# [EXERCISE REQUIREMENTS]
For every line in the material, print that line exactly.

++++ RECORD EXCERPTS

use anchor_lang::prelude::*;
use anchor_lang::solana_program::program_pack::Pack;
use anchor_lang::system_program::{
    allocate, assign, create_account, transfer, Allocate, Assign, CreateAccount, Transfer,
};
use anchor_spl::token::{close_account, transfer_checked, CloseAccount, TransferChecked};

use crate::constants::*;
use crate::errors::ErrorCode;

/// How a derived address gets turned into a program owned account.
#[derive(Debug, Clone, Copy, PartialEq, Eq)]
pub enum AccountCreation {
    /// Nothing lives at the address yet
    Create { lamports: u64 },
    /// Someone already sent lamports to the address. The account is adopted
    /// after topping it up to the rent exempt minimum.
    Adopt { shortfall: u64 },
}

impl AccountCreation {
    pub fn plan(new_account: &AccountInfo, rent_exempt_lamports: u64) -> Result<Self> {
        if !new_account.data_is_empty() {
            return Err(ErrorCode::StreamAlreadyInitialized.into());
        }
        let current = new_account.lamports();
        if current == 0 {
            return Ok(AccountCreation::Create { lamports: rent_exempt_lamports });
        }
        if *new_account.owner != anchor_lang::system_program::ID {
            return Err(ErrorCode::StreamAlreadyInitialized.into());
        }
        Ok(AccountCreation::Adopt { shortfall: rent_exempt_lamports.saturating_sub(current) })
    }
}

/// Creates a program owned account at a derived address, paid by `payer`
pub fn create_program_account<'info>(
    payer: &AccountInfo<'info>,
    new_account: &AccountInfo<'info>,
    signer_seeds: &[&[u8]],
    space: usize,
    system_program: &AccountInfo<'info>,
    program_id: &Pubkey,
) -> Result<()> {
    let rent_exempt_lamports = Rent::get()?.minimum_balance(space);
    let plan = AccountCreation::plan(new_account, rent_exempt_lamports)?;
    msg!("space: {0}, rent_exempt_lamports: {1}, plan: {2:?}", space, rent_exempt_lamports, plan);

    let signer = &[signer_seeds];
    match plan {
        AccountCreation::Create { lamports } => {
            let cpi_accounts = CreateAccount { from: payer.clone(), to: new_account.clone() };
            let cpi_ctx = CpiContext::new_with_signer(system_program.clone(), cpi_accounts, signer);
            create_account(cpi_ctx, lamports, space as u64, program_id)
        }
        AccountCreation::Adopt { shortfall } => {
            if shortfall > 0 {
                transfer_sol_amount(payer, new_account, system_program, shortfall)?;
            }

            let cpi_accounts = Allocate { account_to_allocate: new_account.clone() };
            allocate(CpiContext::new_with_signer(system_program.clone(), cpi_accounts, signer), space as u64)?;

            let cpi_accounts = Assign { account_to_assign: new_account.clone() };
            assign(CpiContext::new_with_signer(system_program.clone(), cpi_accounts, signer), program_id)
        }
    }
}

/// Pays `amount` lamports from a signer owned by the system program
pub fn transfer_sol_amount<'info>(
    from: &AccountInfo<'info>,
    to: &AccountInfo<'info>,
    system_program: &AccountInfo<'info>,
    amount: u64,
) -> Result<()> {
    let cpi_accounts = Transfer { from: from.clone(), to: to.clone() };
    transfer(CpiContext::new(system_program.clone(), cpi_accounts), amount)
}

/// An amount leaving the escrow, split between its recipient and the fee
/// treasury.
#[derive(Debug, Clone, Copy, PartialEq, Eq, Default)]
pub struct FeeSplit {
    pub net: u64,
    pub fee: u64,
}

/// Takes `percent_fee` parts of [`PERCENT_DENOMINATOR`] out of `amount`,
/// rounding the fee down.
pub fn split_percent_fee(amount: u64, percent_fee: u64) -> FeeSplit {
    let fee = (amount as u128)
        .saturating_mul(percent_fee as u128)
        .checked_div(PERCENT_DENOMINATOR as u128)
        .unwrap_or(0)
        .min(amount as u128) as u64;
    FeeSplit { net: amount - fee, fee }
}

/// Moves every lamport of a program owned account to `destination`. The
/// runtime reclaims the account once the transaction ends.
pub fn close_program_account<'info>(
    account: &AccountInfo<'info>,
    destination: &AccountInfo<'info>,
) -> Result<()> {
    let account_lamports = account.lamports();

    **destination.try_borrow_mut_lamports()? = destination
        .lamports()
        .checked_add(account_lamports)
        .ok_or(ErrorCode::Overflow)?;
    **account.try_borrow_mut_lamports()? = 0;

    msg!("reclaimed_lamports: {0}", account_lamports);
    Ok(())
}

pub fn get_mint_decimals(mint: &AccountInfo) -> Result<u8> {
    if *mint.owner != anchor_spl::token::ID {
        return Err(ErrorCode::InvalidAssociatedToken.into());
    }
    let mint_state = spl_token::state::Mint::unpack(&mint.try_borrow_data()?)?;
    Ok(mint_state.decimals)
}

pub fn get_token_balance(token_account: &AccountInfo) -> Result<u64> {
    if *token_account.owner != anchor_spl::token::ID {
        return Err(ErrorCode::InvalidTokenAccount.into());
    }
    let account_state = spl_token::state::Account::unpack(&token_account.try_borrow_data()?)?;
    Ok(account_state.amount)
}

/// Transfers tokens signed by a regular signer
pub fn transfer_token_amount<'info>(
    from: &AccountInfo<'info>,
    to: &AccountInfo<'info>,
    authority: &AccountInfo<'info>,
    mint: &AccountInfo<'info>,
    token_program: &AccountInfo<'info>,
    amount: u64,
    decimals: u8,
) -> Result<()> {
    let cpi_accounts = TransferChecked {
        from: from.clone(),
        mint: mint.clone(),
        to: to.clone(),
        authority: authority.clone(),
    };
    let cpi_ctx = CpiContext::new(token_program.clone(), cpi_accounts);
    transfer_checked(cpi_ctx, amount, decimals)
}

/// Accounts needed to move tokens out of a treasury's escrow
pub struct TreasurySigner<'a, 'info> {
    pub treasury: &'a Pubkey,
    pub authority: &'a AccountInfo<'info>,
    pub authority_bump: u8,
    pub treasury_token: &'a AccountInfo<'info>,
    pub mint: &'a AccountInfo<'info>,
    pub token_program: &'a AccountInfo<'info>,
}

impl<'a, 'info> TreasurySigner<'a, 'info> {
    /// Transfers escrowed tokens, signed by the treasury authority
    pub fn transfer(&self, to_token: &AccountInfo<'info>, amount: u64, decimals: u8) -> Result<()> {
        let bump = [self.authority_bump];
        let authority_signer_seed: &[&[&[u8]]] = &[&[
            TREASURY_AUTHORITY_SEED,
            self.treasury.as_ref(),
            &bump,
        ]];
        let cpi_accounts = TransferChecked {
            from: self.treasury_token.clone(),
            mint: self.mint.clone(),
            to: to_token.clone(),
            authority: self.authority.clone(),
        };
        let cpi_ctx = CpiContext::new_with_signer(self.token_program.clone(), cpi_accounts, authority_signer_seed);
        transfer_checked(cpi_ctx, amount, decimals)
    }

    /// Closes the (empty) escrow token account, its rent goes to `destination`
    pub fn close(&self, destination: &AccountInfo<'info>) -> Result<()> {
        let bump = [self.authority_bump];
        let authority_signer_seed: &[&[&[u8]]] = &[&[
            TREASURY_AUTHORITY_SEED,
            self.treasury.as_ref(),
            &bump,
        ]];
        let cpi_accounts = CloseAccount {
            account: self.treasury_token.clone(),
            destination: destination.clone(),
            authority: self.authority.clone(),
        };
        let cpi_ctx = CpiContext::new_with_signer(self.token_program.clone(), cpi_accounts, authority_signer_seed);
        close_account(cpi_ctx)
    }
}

++++++++

# [RESPONSE BELOW]
use anchor_lang::prelude::*;
use anchor_lang::solana_program::program_pack::Pack;
use anchor_lang::system_program::{
    allocate, assign, create_account, transfer, Allocate, Assign, CreateAccount, Transfer,
};
use anchor_spl::token::{close_account, transfer_checked, CloseAccount, TransferChecked};

use crate::constants::*;
use crate::errors::ErrorCode;

/// How a derived address gets turned into a program owned account.
#[derive(Debug, Clone, Copy, PartialEq, Eq)]
pub enum AccountCreation {
    /// Nothing lives at the address yet
    Create { lamports: u64 },
    /// Someone already sent lamports to the address. The account is adopted
    /// after topping it up to the rent exempt minimum.
    Adopt { shortfall: u64 },
}

impl AccountCreation {
    pub fn plan(new_account: &AccountInfo, rent_exempt_lamports: u64) -> Result<Self> {
        if !new_account.data_is_empty() {
            return Err(ErrorCode::StreamAlreadyInitialized.into());
        }
        let current = new_account.lamports();
        if current == 0 {
            return Ok(AccountCreation::Create { lamports: rent_exempt_lamports });
        }
        if *new_account.owner != anchor_lang::system_program::ID {
            return Err(ErrorCode::StreamAlreadyInitialized.into());
        }
        Ok(AccountCreation::Adopt { shortfall: rent_exempt_lamports.saturating_sub(current) })
    }
}

/// Creates a program owned account at a derived address, paid by `payer`
pub fn create_program_account<'info>(
    payer: &AccountInfo<'info>,
    new_account: &AccountInfo<'info>,
    signer_seeds: &[&[u8]],
    space: usize,
    system_program: &AccountInfo<'info>,
    program_id: &Pubkey,
) -> Result<()> {
    let rent_exempt_lamports = Rent::get()?.minimum_balance(space);
    let plan = AccountCreation::plan(new_account, rent_exempt_lamports)?;
    msg!("space: {0}, rent_exempt_lamports: {1}, plan: {2:?}", space, rent_exempt_lamports, plan);

    let signer = &[signer_seeds];
    match plan {
        AccountCreation::Create { lamports } => {
            let cpi_accounts = CreateAccount { from: payer.clone(), to: new_account.clone() };
            let cpi_ctx = CpiContext::new_with_signer(system_program.clone(), cpi_accounts, signer);
            create_account(cpi_ctx, lamports, space as u64, program_id)
        }
        AccountCreation::Adopt { shortfall } => {
            if shortfall > 0 {
                transfer_sol_amount(payer, new_account, system_program, shortfall)?;
            }

            let cpi_accounts = Allocate { account_to_allocate: new_account.clone() };
            allocate(CpiContext::new_with_signer(system_program.clone(), cpi_accounts, signer), space as u64)?;

            let cpi_accounts = Assign { account_to_assign: new_account.clone() };
            assign(CpiContext::new_with_signer(system_program.clone(), cpi_accounts, signer), program_id)
        }
    }
}

/// Pays `amount` lamports from a signer owned by the system program
pub fn transfer_sol_amount<'info>(
    from: &AccountInfo<'info>,
    to: &AccountInfo<'info>,
    system_program: &AccountInfo<'info>,
    amount: u64,
) -> Result<()> {
    let cpi_accounts = Transfer { from: from.clone(), to: to.clone() };
    transfer(CpiContext::new(system_program.clone(), cpi_accounts), amount)
}

/// An amount leaving the escrow, split between its recipient and the fee
/// treasury.
#[derive(Debug, Clone, Copy, PartialEq, Eq, Default)]
pub struct FeeSplit {
    pub net: u64,
    pub fee: u64,
}

/// Takes `percent_fee` parts of [`PERCENT_DENOMINATOR`] out of `amount`,
/// rounding the fee down.
pub fn split_percent_fee(amount: u64, percent_fee: u64) -> FeeSplit {
    let fee = (amount as u128)
        .saturating_mul(percent_fee as u128)
        .checked_div(PERCENT_DENOMINATOR as u128)
        .unwrap_or(0)
        .min(amount as u128) as u64;
    FeeSplit { net: amount - fee, fee }
}

/// Moves every lamport of a program owned account to `destination`. The
/// runtime reclaims the account once the transaction ends.
pub fn close_program_account<'info>(
    account: &AccountInfo<'info>,
    destination: &AccountInfo<'info>,
) -> Result<()> {
    let account_lamports = account.lamports();

    **destination.try_borrow_mut_lamports()? = destination
        .lamports()
        .checked_add(account_lamports)
        .ok_or(ErrorCode::Overflow)?;
    **account.try_borrow_mut_lamports()? = 0;

    msg!("reclaimed_lamports: {0}", account_lamports);
    Ok(())
}

pub fn get_mint_decimals(mint: &AccountInfo) -> Result<u8> {
    if *mint.owner != anchor_spl::token::ID {
        return Err(ErrorCode::InvalidAssociatedToken.into());
    }
    let mint_state = spl_token::state::Mint::unpack(&mint.try_borrow_data()?)?;
    Ok(mint_state.decimals)
}

pub fn get_token_balance(token_account: &AccountInfo) -> Result<u64> {
    if *token_account.owner != anchor_spl::token::ID {
        return Err(ErrorCode::InvalidTokenAccount.into());
    }
    let account_state = spl_token::state::Account::unpack(&token_account.try_borrow_data()?)?;
    Ok(account_state.amount)
}

/// Transfers tokens signed by a regular signer
pub fn transfer_token_amount<'info>(
    from: &AccountInfo<'info>,
    to: &AccountInfo<'info>,
    authority: &AccountInfo<'info>,
    mint: &AccountInfo<'info>,
    token_program: &AccountInfo<'info>,
    amount: u64,
    decimals: u8,
) -> Result<()> {
    let cpi_accounts = TransferChecked {
        from: from.clone(),
        mint: mint.clone(),
        to: to.clone(),
        authority: authority.clone(),
    };
    let cpi_ctx = CpiContext::new(token_program.clone(), cpi_accounts);
    transfer_checked(cpi_ctx, amount, decimals)
}

/// Accounts needed to move tokens out of a treasury's escrow
pub struct TreasurySigner<'a, 'info> {
    pub treasury: &'a Pubkey,
    pub authority: &'a AccountInfo<'info>,
    pub authority_bump: u8,
    pub treasury_token: &'a AccountInfo<'info>,
    pub mint: &'a AccountInfo<'info>,
    pub token_program: &'a AccountInfo<'info>,
}

impl<'a, 'info> TreasurySigner<'a, 'info> {
    /// Transfers escrowed tokens, signed by the treasury authority
    pub fn transfer(&self, to_token: &AccountInfo<'info>, amount: u64, decimals: u8) -> Result<()> {
        let bump = [self.authority_bump];
        let authority_signer_seed: &[&[&[u8]]] = &[&[
            TREASURY_AUTHORITY_SEED,
            self.treasury.as_ref(),
            &bump,
        ]];
        let cpi_accounts = TransferChecked {
            from: self.treasury_token.clone(),
            mint: self.mint.clone(),
            to: to_token.clone(),
            authority: self.authority.clone(),
        };
        let cpi_ctx = CpiContext::new_with_signer(self.token_program.clone(), cpi_accounts, authority_signer_seed);
        transfer_checked(cpi_ctx, amount, decimals)
    }

    /// Closes the (empty) escrow token account, its rent goes to `destination`
    pub fn close(&self, destination: &AccountInfo<'info>) -> Result<()> {
        let bump = [self.authority_bump];
        let authority_signer_seed: &[&[&[u8]]] = &[&[
            TREASURY_AUTHORITY_SEED,
            self.treasury.as_ref(),
            &bump,
        ]];
        let cpi_accounts = CloseAccount {
            account: self.treasury_token.clone(),
            destination: destination.clone(),
            authority: self.authority.clone(),
        };
        let cpi_ctx = CpiContext::new_with_signer(self.token_program.clone(), cpi_accounts, authority_signer_seed);
        close_account(cpi_ctx)
    }
}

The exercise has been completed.